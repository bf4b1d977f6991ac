//! Audit trail of protocol events

use std::fmt;
use std::fs::{File, OpenOptions};
use std::io::{LineWriter, Write};
use std::path::{Path, PathBuf};
use std::time::Duration;

use arqsim_core::{FaultFlags, FrameKind, NodeId, SeqNum};
use log::warn;

use crate::scheduler::SimTime;

#[derive(Debug, Clone, PartialEq)]
pub enum AuditEvent {
    /// First time a slot's scripted faults are applied.
    ChannelError { faults: FaultFlags },
    FrameSent {
        seq_num: SeqNum,
        payload: Vec<u8>,
        parity: Option<u8>,
        modified_bit: Option<usize>,
        lost: bool,
        duplicate: u8,
        extra_delay: Duration,
    },
    FrameReceived {
        seq_num: SeqNum,
        payload: Vec<u8>,
        corrupted: bool,
    },
    ReplySent {
        kind: FrameKind,
        seq_num: SeqNum,
        lost: bool,
    },
    ReplyReceived {
        kind: FrameKind,
        seq_num: SeqNum,
        ack_num: u32,
    },
    Timeout { seq_num: SeqNum },
    Terminated,
}

#[derive(Debug, Clone, PartialEq)]
pub struct AuditRecord {
    pub at: SimTime,
    pub node: NodeId,
    pub event: AuditEvent,
}

impl fmt::Display for AuditRecord {
    fn fmt(&self, f: &mut fmt::Formatter<'_>) -> fmt::Result {
        let at = self.at.as_secs_f64();
        let node = self.node;
        match &self.event {
            AuditEvent::ChannelError { faults } => write!(
                f,
                "At : {at:.2}, Node : {node}, Introducing channel error with code = {faults}"
            ),
            AuditEvent::FrameSent {
                seq_num,
                payload,
                parity,
                modified_bit,
                lost,
                duplicate,
                extra_delay,
            } => {
                let trailer = parity.map(|p| format!("{p:08b}")).unwrap_or_else(|| "-".into());
                let modified = modified_bit.map(|b| b as i64).unwrap_or(-1);
                write!(
                    f,
                    "At : {at:.2}, Node : {node}, [sent] frame with seq_num : {seq_num} and payload = {} and trailer = {trailer}, Modified = {modified}, Lost = {}, Duplicate = {duplicate}, Delay = {:.2}",
                    String::from_utf8_lossy(payload),
                    yes_no(*lost),
                    extra_delay.as_secs_f64(),
                )
            }
            AuditEvent::FrameReceived {
                seq_num,
                payload,
                corrupted,
            } => write!(
                f,
                "At : {at:.2}, Node : {node}, [received] frame with seq_num : {seq_num}, payload = {}, parity error = {}",
                String::from_utf8_lossy(payload),
                yes_no(*corrupted),
            ),
            AuditEvent::ReplySent {
                kind,
                seq_num,
                lost,
            } => write!(
                f,
                "At : {at:.2}, Node : {node}, Sending {kind} with number : {seq_num}, loss : {}",
                yes_no(*lost)
            ),
            AuditEvent::ReplyReceived {
                kind,
                seq_num,
                ack_num,
            } => write!(
                f,
                "At : {at:.2}, Node : {node}, [received] {kind} for seq_num : {seq_num} (slot {ack_num})"
            ),
            AuditEvent::Timeout { seq_num } => write!(
                f,
                "At : {at:.2}, Node : {node}, Time out event for frame with seq_num = {seq_num}"
            ),
            AuditEvent::Terminated => write!(
                f,
                "At : {at:.2}, Node : {node}, All frames acknowledged, terminating"
            ),
        }
    }
}

fn yes_no(flag: bool) -> &'static str {
    if flag {
        "YES"
    } else {
        "NO"
    }
}

/// Receives one record per significant protocol event.
pub trait AuditSink {
    fn record(&mut self, record: AuditRecord);
}

impl<S: AuditSink + ?Sized> AuditSink for &mut S {
    fn record(&mut self, record: AuditRecord) {
        (**self).record(record)
    }
}

impl<S: AuditSink + ?Sized> AuditSink for Box<S> {
    fn record(&mut self, record: AuditRecord) {
        (**self).record(record)
    }
}

/// Run-scoped text log, truncated when opened.
pub struct FileAuditLog {
    path: PathBuf,
    writer: LineWriter<File>,
    failed: bool,
}

impl FileAuditLog {
    pub fn create(path: impl AsRef<Path>) -> std::io::Result<Self> {
        let path = path.as_ref().to_path_buf();
        let file = OpenOptions::new()
            .create(true)
            .write(true)
            .truncate(true)
            .open(&path)?;
        Ok(Self {
            path,
            writer: LineWriter::new(file),
            failed: false,
        })
    }

    pub fn path(&self) -> &Path {
        &self.path
    }
}

impl AuditSink for FileAuditLog {
    fn record(&mut self, record: AuditRecord) {
        if let Err(e) = writeln!(self.writer, "{record}") {
            // only report the first failure; the run itself goes on
            if !self.failed {
                warn!("Failed to append to audit log {}: {}", self.path.display(), e);
                self.failed = true;
            }
        }
    }
}

/// Keeps every record in memory.
#[derive(Debug, Default)]
pub struct MemoryAudit {
    records: Vec<AuditRecord>,
}

impl MemoryAudit {
    pub fn new() -> Self {
        Self::default()
    }

    pub fn records(&self) -> &[AuditRecord] {
        &self.records
    }

    pub fn events_of(&self, node: NodeId) -> impl Iterator<Item = &AuditEvent> {
        self.records
            .iter()
            .filter(move |r| r.node == node)
            .map(|r| &r.event)
    }

    pub fn count(&self, mut predicate: impl FnMut(&AuditEvent) -> bool) -> usize {
        self.records.iter().filter(|r| predicate(&r.event)).count()
    }
}

impl AuditSink for MemoryAudit {
    fn record(&mut self, record: AuditRecord) {
        self.records.push(record);
    }
}

#[cfg(test)]
mod tests {
    use super::*;

    #[test]
    fn test_sent_line_formatting() {
        let record = AuditRecord {
            at: Duration::from_millis(1500),
            node: 0,
            event: AuditEvent::FrameSent {
                seq_num: 2,
                payload: b"$hi$".to_vec(),
                parity: Some(0b0000_0001),
                modified_bit: Some(13),
                lost: true,
                duplicate: 0,
                extra_delay: Duration::ZERO,
            },
        };
        let line = record.to_string();
        assert!(line.starts_with("At : 1.50, Node : 0, [sent] frame with seq_num : 2"));
        assert!(line.contains("trailer = 00000001"));
        assert!(line.contains("Modified = 13"));
        assert!(line.contains("Lost = YES"));
    }

    #[test]
    fn test_memory_audit_filters() {
        let mut audit = MemoryAudit::new();
        audit.record(AuditRecord {
            at: Duration::ZERO,
            node: 0,
            event: AuditEvent::Timeout { seq_num: 1 },
        });
        audit.record(AuditRecord {
            at: Duration::ZERO,
            node: 1,
            event: AuditEvent::Terminated,
        });
        assert_eq!(audit.events_of(1).count(), 1);
        assert_eq!(audit.count(|e| matches!(e, AuditEvent::Timeout { .. })), 1);
    }

    #[test]
    fn test_file_audit_truncates_and_appends() {
        let path = std::env::temp_dir().join(format!("arqsim-audit-{}.txt", std::process::id()));
        std::fs::write(&path, "stale contents\n").unwrap();

        {
            let mut log = FileAuditLog::create(&path).unwrap();
            log.record(AuditRecord {
                at: Duration::from_secs(2),
                node: 1,
                event: AuditEvent::ReplySent {
                    kind: FrameKind::Nack,
                    seq_num: 3,
                    lost: false,
                },
            });
        }

        let contents = std::fs::read_to_string(&path).unwrap();
        std::fs::remove_file(&path).ok();
        assert!(!contents.contains("stale"));
        assert_eq!(contents.lines().count(), 1);
        assert!(contents.contains("Sending NACK with number : 3, loss : NO"));
    }
}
================
• **Your instructions**:
In full and without alteration, write out the data above.

• **Result of this task**:
repository bf4b1d977f6991ac
//! Audit trail of protocol events

use std::fmt;
use std::fs::{File, OpenOptions};
use std::io::{LineWriter, Write};
use std::path::{Path, PathBuf};
use std::time::Duration;

use arqsim_core::{FaultFlags, FrameKind, NodeId, SeqNum};
use log::warn;

use crate::scheduler::SimTime;

#[derive(Debug, Clone, PartialEq)]
pub enum AuditEvent {
    /// First time a slot's scripted faults are applied.
    ChannelError { faults: FaultFlags },
    FrameSent {
        seq_num: SeqNum,
        payload: Vec<u8>,
        parity: Option<u8>,
        modified_bit: Option<usize>,
        lost: bool,
        duplicate: u8,
        extra_delay: Duration,
    },
    FrameReceived {
        seq_num: SeqNum,
        payload: Vec<u8>,
        corrupted: bool,
    },
    ReplySent {
        kind: FrameKind,
        seq_num: SeqNum,
        lost: bool,
    },
    ReplyReceived {
        kind: FrameKind,
        seq_num: SeqNum,
        ack_num: u32,
    },
    Timeout { seq_num: SeqNum },
    Terminated,
}

#[derive(Debug, Clone, PartialEq)]
pub struct AuditRecord {
    pub at: SimTime,
    pub node: NodeId,
    pub event: AuditEvent,
}

impl fmt::Display for AuditRecord {
    fn fmt(&self, f: &mut fmt::Formatter<'_>) -> fmt::Result {
        let at = self.at.as_secs_f64();
        let node = self.node;
        match &self.event {
            AuditEvent::ChannelError { faults } => write!(
                f,
                "At : {at:.2}, Node : {node}, Introducing channel error with code = {faults}"
            ),
            AuditEvent::FrameSent {
                seq_num,
                payload,
                parity,
                modified_bit,
                lost,
                duplicate,
                extra_delay,
            } => {
                let trailer = parity.map(|p| format!("{p:08b}")).unwrap_or_else(|| "-".into());
                let modified = modified_bit.map(|b| b as i64).unwrap_or(-1);
                write!(
                    f,
                    "At : {at:.2}, Node : {node}, [sent] frame with seq_num : {seq_num} and payload = {} and trailer = {trailer}, Modified = {modified}, Lost = {}, Duplicate = {duplicate}, Delay = {:.2}",
                    String::from_utf8_lossy(payload),
                    yes_no(*lost),
                    extra_delay.as_secs_f64(),
                )
            }
            AuditEvent::FrameReceived {
                seq_num,
                payload,
                corrupted,
            } => write!(
                f,
                "At : {at:.2}, Node : {node}, [received] frame with seq_num : {seq_num}, payload = {}, parity error = {}",
                String::from_utf8_lossy(payload),
                yes_no(*corrupted),
            ),
            AuditEvent::ReplySent {
                kind,
                seq_num,
                lost,
            } => write!(
                f,
                "At : {at:.2}, Node : {node}, Sending {kind} with number : {seq_num}, loss : {}",
                yes_no(*lost)
            ),
            AuditEvent::ReplyReceived {
                kind,
                seq_num,
                ack_num,
            } => write!(
                f,
                "At : {at:.2}, Node : {node}, [received] {kind} for seq_num : {seq_num} (slot {ack_num})"
            ),
            AuditEvent::Timeout { seq_num } => write!(
                f,
                "At : {at:.2}, Node : {node}, Time out event for frame with seq_num = {seq_num}"
            ),
            AuditEvent::Terminated => write!(
                f,
                "At : {at:.2}, Node : {node}, All frames acknowledged, terminating"
            ),
        }
    }
}

fn yes_no(flag: bool) -> &'static str {
    if flag {
        "YES"
    } else {
        "NO"
    }
}

/// Receives one record per significant protocol event.
pub trait AuditSink {
    fn record(&mut self, record: AuditRecord);
}

impl<S: AuditSink + ?Sized> AuditSink for &mut S {
    fn record(&mut self, record: AuditRecord) {
        (**self).record(record)
    }
}

impl<S: AuditSink + ?Sized> AuditSink for Box<S> {
    fn record(&mut self, record: AuditRecord) {
        (**self).record(record)
    }
}

/// Run-scoped text log, truncated when opened.
pub struct FileAuditLog {
    path: PathBuf,
    writer: LineWriter<File>,
    failed: bool,
}

impl FileAuditLog {
    pub fn create(path: impl AsRef<Path>) -> std::io::Result<Self> {
        let path = path.as_ref().to_path_buf();
        let file = OpenOptions::new()
            .create(true)
            .write(true)
            .truncate(true)
            .open(&path)?;
        Ok(Self {
            path,
            writer: LineWriter::new(file),
            failed: false,
        })
    }

    pub fn path(&self) -> &Path {
        &self.path
    }
}

impl AuditSink for FileAuditLog {
    fn record(&mut self, record: AuditRecord) {
        if let Err(e) = writeln!(self.writer, "{record}") {
            // only report the first failure; the run itself goes on
            if !self.failed {
                warn!("Failed to append to audit log {}: {}", self.path.display(), e);
                self.failed = true;
            }
        }
    }
}

/// Keeps every record in memory.
#[derive(Debug, Default)]
pub struct MemoryAudit {
    records: Vec<AuditRecord>,
}

impl MemoryAudit {
    pub fn new() -> Self {
        Self::default()
    }

    pub fn records(&self) -> &[AuditRecord] {
        &self.records
    }

    pub fn events_of(&self, node: NodeId) -> impl Iterator<Item = &AuditEvent> {
        self.records
            .iter()
            .filter(move |r| r.node == node)
            .map(|r| &r.event)
    }

    pub fn count(&self, mut predicate: impl FnMut(&AuditEvent) -> bool) -> usize {
        self.records.iter().filter(|r| predicate(&r.event)).count()
    }
}

impl AuditSink for MemoryAudit {
    fn record(&mut self, record: AuditRecord) {
        self.records.push(record);
    }
}

#[cfg(test)]
mod tests {
    use super::*;

    #[test]
    fn test_sent_line_formatting() {
        let record = AuditRecord {
            at: Duration::from_millis(1500),
            node: 0,
            event: AuditEvent::FrameSent {
                seq_num: 2,
                payload: b"$hi$".to_vec(),
                parity: Some(0b0000_0001),
                modified_bit: Some(13),
                lost: true,
                duplicate: 0,
                extra_delay: Duration::ZERO,
            },
        };
        let line = record.to_string();
        assert!(line.starts_with("At : 1.50, Node : 0, [sent] frame with seq_num : 2"));
        assert!(line.contains("trailer = 00000001"));
        assert!(line.contains("Modified = 13"));
        assert!(line.contains("Lost = YES"));
    }

    #[test]
    fn test_memory_audit_filters() {
        let mut audit = MemoryAudit::new();
        audit.record(AuditRecord {
            at: Duration::ZERO,
            node: 0,
            event: AuditEvent::Timeout { seq_num: 1 },
        });
        audit.record(AuditRecord {
            at: Duration::ZERO,
            node: 1,
            event: AuditEvent::Terminated,
        });
        assert_eq!(audit.events_of(1).count(), 1);
        assert_eq!(audit.count(|e| matches!(e, AuditEvent::Timeout { .. })), 1);
    }

    #[test]
    fn test_file_audit_truncates_and_appends() {
        let path = std::env::temp_dir().join(format!("arqsim-audit-{}.txt", std::process::id()));
        std::fs::write(&path, "stale contents\n").unwrap();

        {
            let mut log = FileAuditLog::create(&path).unwrap();
            log.record(AuditRecord {
                at: Duration::from_secs(2),
                node: 1,
                event: AuditEvent::ReplySent {
                    kind: FrameKind::Nack,
                    seq_num: 3,
                    lost: false,
                },
            });
        }

        let contents = std::fs::read_to_string(&path).unwrap();
        std::fs::remove_file(&path).ok();
        assert!(!contents.contains("stale"));
        assert_eq!(contents.lines().count(), 1);
        assert!(contents.contains("Sending NACK with number : 3, loss : NO"));
    }
}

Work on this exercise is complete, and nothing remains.